TASK OBJECTIVE »
This task calls for copying each line below that contains "authenticated".

SUPPLIED INFORMATION »
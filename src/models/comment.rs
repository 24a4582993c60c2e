//! Comment models.

use chrono::{DateTime, Utc};
use serde::{Deserialize, Serialize};
use serde_json::Value;

use super::thing::{expect_kind, timestamp, Edited, Listable};
use super::Fullname;
use crate::Result;

/// A comment on a submission.
#[derive(Debug, Clone, Serialize, Deserialize)]
pub struct Comment {
    /// Base-36 id
    pub id: String,
    /// Fullname (`t1_...`)
    pub name: Fullname,
    /// Markdown body
    #[serde(default)]
    pub body: String,
    /// Author username
    #[serde(default)]
    pub author: Option<String>,
    /// Subreddit display name
    #[serde(default)]
    pub subreddit: String,
    /// Fullname of the submission this comment belongs to
    #[serde(default)]
    pub link_id: Option<String>,
    /// Fullname of the parent (submission or comment)
    #[serde(default)]
    pub parent_id: Option<String>,
    /// Path of the comment permalink
    #[serde(default)]
    pub permalink: String,
    /// Net score
    #[serde(default)]
    pub score: i64,
    /// Creation time in seconds since the epoch
    #[serde(default)]
    pub created_utc: f64,
    /// Edit state
    #[serde(default)]
    pub edited: Edited,
    /// Whether the comment is stickied
    #[serde(default)]
    pub stickied: bool,
    /// The authenticated user's vote, if any
    #[serde(default)]
    pub likes: Option<bool>,
    /// Whether the authenticated user saved this comment
    #[serde(default)]
    pub saved: bool,
}

impl Comment {
    /// Creation time.
    pub fn created(&self) -> Option<DateTime<Utc>> {
        timestamp(self.created_utc)
    }

    /// Returns `true` if this comment replies directly to the submission.
    pub fn is_root(&self) -> bool {
        self.parent_id.as_deref().is_some_and(|p| p.starts_with("t3_"))
    }
}

impl Listable for Comment {
    fn from_thing(kind: &str, data: Value) -> Result<Self> {
        expect_kind("t1", kind, data)
    }

    fn fullname(&self) -> Fullname {
        self.name.clone()
    }
}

SOLUTION TO THE EXERCISE »
    /// The authenticated user's vote, if any
    /// Whether the authenticated user saved this comment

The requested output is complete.